First O₂ binding is difficult → polypeptide subunits are closely united, so haem groups are less accessible.

First O₂ binding causes a quaternary structure change → haem groups become more exposed, making it easier for more O₂ to bind (positive cooperativity).

Second & third O₂ bind more easily due to this structural shift.

Fourth O₂ binding is harder → fewer available binding sites, so probability of O₂ finding the last site is lower.

Question 2

Explain the Bohr Effect:

Answer 2

Increased respiration = Increased partial pressure of CO2 = decreased blood pH = Oxyhaemoglobin disassociation curve to shift right. So Haemoglobin has lower affinity for oxygen. So it releases oxygen more readily to respiring tissues.

Question 3

Explain Formation of Tissue Fluid.

Answer 3

Arteriole end of capillary:
High hydrostatic pressure from contractions of the heart forces water, oxygen, amino acids etc out of capillaries into surrounding tissues.

Large molecules eg: (plasma) proteins and red blood cells stay in capillary. (Too large)

This is called ultrafiltration.

Venule end of capillary:
(plasma) proteins remaining reduces water potential in blood.

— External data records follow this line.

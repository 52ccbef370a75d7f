//! Compatibility scoring service.
//!
//! Resolves two user identifiers into stored profiles, runs the pure scoring
//! functions, and upserts the result. Persistence is best-effort: the caller
//! still receives the computed report when the write fails, because the
//! computation is deterministic and safely re-runnable.

use std::sync::Arc;

use async_trait::async_trait;
use mockable::Clock;
use tracing::warn;

use crate::domain::compatibility::{
    CompatibilityScore, UserPair, complementary_traits, overall_score, score_dimensions,
    shared_interests,
};
use crate::domain::ports::{
    CalculateCompatibilityRequest, CompatibilityCommand, CompatibilityReport,
    CompatibilityScoreRepository, CompatibilityScoreRepositoryError, ProfileRepository,
    ProfileRepositoryError,
};
use crate::domain::{Error, PersonalityCode, UserProfile};

fn map_profile_error(error: ProfileRepositoryError) -> Error {
    match error {
        ProfileRepositoryError::Connection { message } => {
            Error::service_unavailable(format!("profile repository unavailable: {message}"))
        }
        ProfileRepositoryError::Query { message } => {
            Error::internal(format!("profile repository error: {message}"))
        }
    }
}

/// Service implementing the compatibility driving port.
#[derive(Clone)]
pub struct CompatibilityService<P, S> {
    profile_repo: Arc<P>,
    score_repo: Arc<S>,
    clock: Arc<dyn Clock>,
}

impl<P, S> CompatibilityService<P, S> {
    /// Create a new service over the profile and score repositories.
    pub fn new(profile_repo: Arc<P>, score_repo: Arc<S>, clock: Arc<dyn Clock>) -> Self {
        Self {
            profile_repo,
            score_repo,
            clock,
        }
    }
}

fn personality_code_of(profile: &UserProfile) -> Result<PersonalityCode, Error> {
    profile.personality_code.ok_or_else(|| {
        Error::not_found(format!(
            "personality profile not found for user {}",
            profile.user_id
        ))
    })
}

#[async_trait]
impl<P, S> CompatibilityCommand for CompatibilityService<P, S>
where
    P: ProfileRepository,
    S: CompatibilityScoreRepository,
{
    async fn calculate(
        &self,
        request: CalculateCompatibilityRequest,
    ) -> Result<CompatibilityReport, Error> {
        let profiles = self
            .profile_repo
            .find_by_ids([request.user1_id, request.user2_id])
            .await
            .map_err(map_profile_error)?;

        // Covers both "user does not exist" and "user never took the quiz";
        // a pair of equal identifiers resolves to a single row and lands
        // here as well.
        let [first, second]: [UserProfile; 2] = profiles
            .try_into()
            .map_err(|_| Error::not_found("user profiles not found for both participants"))?;

        let first_code = personality_code_of(&first)?;
        let second_code = personality_code_of(&second)?;

        let first_traits = first_code.traits();
        let second_traits = second_code.traits();

        let dimensions = score_dimensions(&first_traits, &second_traits);
        let report = CompatibilityReport {
            overall: overall_score(dimensions),
            dimensions,
            shared_interests: shared_interests(
                first.quiz_responses.as_ref(),
                second.quiz_responses.as_ref(),
            ),
            complementary_traits: complementary_traits(&first_traits, &second_traits),
        };

        let pair = UserPair::new(first.user_id, second.user_id);
        let (pair_first_code, pair_second_code) = if pair.first() == first.user_id {
            (first_code, second_code)
        } else {
            (second_code, first_code)
        };
        let score = CompatibilityScore {
            pair,
            first_code: pair_first_code,
            second_code: pair_second_code,
            overall: report.overall,
            dimensions: report.dimensions,
            shared_interests: report.shared_interests.clone(),
            complementary_traits: report.complementary_traits.clone(),
            calculated_at: self.clock.utc(),
        };

        if let Err(error) = self.score_repo.upsert(&score).await {
            log_persistence_failure(&error);
        }

        Ok(report)
    }
}

fn log_persistence_failure(error: &CompatibilityScoreRepositoryError) {
    warn!(%error, "compatibility score persistence failed; returning computed result");
}

#[cfg(test)]
#[path = "compatibility_service_tests.rs"]
mod tests;
//! Shared Diesel error mapping for the repository adapters.

use tracing::debug;

use super::pool::PoolError;

/// Map pool errors into a repository-specific connection error constructor.
pub(crate) fn map_shared_pool_error<E, C>(error: PoolError, connection: C) -> E
where
    C: FnOnce(String) -> E,
{
    let message = match error {
        PoolError::Checkout { message } | PoolError::Build { message } => message,
    };
    connection(message)
}

/// Map common Diesel error variants into query/connection constructors.
///
/// `NotFound` and query-builder failures map to query errors; a closed
/// connection maps to a connection error. Callers that care about unique
/// key violations should test with [`is_unique_violation`] before falling
/// back to this helper.
pub(crate) fn map_shared_diesel_error<E, Q, C>(
    error: diesel::result::Error,
    query: Q,
    connection: C,
) -> E
where
    Q: Fn(&'static str) -> E,
    C: Fn(&'static str) -> E,
{
    use diesel::result::{DatabaseErrorKind, Error as DieselError};

    match &error {
        DieselError::DatabaseError(kind, info) => {
            debug!(?kind, message = info.message(), "diesel operation failed");
        }
        _ => debug!(
            error_type = %std::any::type_name_of_val(&error),
            "diesel operation failed"
        ),
    }

    match error {
        DieselError::NotFound => query("record not found"),
        DieselError::QueryBuilderError(_) => query("database query error"),
        DieselError::DatabaseError(DatabaseErrorKind::ClosedConnection, _) => {
            connection("database connection error")
        }
        DieselError::DatabaseError(_, _) => query("database error"),
        _ => query("database error"),
    }
}

/// Whether the error reports a violated unique constraint.
pub(crate) fn is_unique_violation(error: &diesel::result::Error) -> bool {
    use diesel::result::{DatabaseErrorKind, Error as DieselError};

    matches!(
        error,
        DieselError::DatabaseError(DatabaseErrorKind::UniqueViolation, _)
    )
}
//! Health endpoints: liveness and readiness probes for orchestration and
//! load balancers.

use std::sync::atomic::{AtomicBool, Ordering};

use actix_web::{HttpResponse, get, http::header, web};

/// Shared health state for readiness and liveness checks.
pub struct HealthState {
    ready: AtomicBool,
    live: AtomicBool,
}

impl Default for HealthState {
    fn default() -> Self {
        Self {
            ready: AtomicBool::new(false),
            live: AtomicBool::new(true),
        }
    }
}

impl HealthState {
    /// Create a new health state starting as not ready but live.
    pub fn new() -> Self {
        Self::default()
    }

    /// Mark the service as ready once dependencies are wired.
    pub fn mark_ready(&self) {
        self.ready.store(true, Ordering::Release);
    }

    /// Flag the service as unhealthy so liveness checks fail fast during
    /// shutdown.
    pub fn mark_unhealthy(&self) {
        self.live.store(false, Ordering::Release);
    }

    /// Return readiness state.
    pub fn is_ready(&self) -> bool {
        self.ready.load(Ordering::Acquire)
    }

    /// Return liveness state.
    pub fn is_alive(&self) -> bool {
        self.live.load(Ordering::Acquire)
    }

    fn probe_response(probe_ok: bool) -> HttpResponse {
        let mut response = if probe_ok {
            HttpResponse::Ok()
        } else {
            HttpResponse::ServiceUnavailable()
        };

        response
            .insert_header((header::CACHE_CONTROL, "no-store"))
            .finish()
    }
}

/// Readiness probe: 200 once dependencies are initialised, 503 otherwise.
#[utoipa::path(
    get,
    path = "/health/ready",
    tags = ["health"],
    responses(
        (status = 200, description = "Server is ready to handle traffic"),
        (status = 503, description = "Server is not ready")
    )
)]
#[get("/health/ready")]
pub async fn ready(state: web::Data<HealthState>) -> HttpResponse {
    HealthState::probe_response(state.is_ready())
}

/// Liveness probe: 200 while the process is alive, 503 once draining.
#[utoipa::path(
    get,
    path = "/health/live",
    tags = ["health"],
    responses(
        (status = 200, description = "Server is alive"),
        (status = 503, description = "Server is shutting down")
    )
)]
#[get("/health/live")]
pub async fn live(state: web::Data<HealthState>) -> HttpResponse {
    HealthState::probe_response(state.is_alive())
}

So water moves back into blood by osmosis.
(AND)
Some excess tissue fluid drains into the lymphatic system

Question 4

Describe how blood is circulated around the body.

Answer 4

Pulmonary Circulation:
Deoxygenated blood from the body → right atrium → right ventricle → pulmonary artery → lungs (blood becomes oxygenated).

Oxygenated blood from the lungs → pulmonary veins → left atrium.

Systemic Circulation:
Oxygenated blood from the left ventricle → aorta → to the body tissues.

Deoxygenated blood from body tissues → returns to the right atrium via the superior and inferior vena cava.

Question 5

Define Systole and Diastole.

Answer 5

Systole: Contraction of atria / ventricles

Diastole: Relaxing / Non contraction of atria /ventricles.

Question 6

Describe the cardiac cycle:

Answer 6

Blood flows into atria through vena cava and pulmonary vein.
Pressure in atria hence rises.

Atrioventricular valves open due to pressure being greater in atria than ventricles. Atrial systole (contraction occurs)

Pressure in ventricles now rises. Atrioventricular valves close due to a higher pressure in ventricles than atria.
(Prevents backflow of blood)

Semi-lunar valves open in pulmonary artery and aorta. Blood pumped from ventricles out of heart.
Ventricles then diastole (relax)

Semi lunar valves shut when pressure in ventricles is less than aorta and pulmonary artery.

Question 7

Describe Translocation in phloem cells.
(Mass flow hypothesis)

Answer 7

(At source) sucrose is actively (transported) into the phloem/sieve
element/tube;
2. By companion/transfer cells;
3. Lowers water potential in
phloem/sieve element/tube and
water enters by osmosis;
4. (Produces) high (hydrostatic)
pressure;
5. Mass flow/transport towards
sink/roots/storage tissue;
6. At sink/roots sugars are
removed/unloaded;

Question 8

Describe Cohesion Tension Theory.

Answer 8

Water transpires (evaporates out of stomata) from leaves.

This reduces water potential in mesophyll cells creating water potential gradient.

So water is drawn out of xylem by osmosis.

This creates tension (negative pressure) in the xylem

(Cohesive forces between water molecules caused by hydrogen bonding) So water pulled up xylem as a column.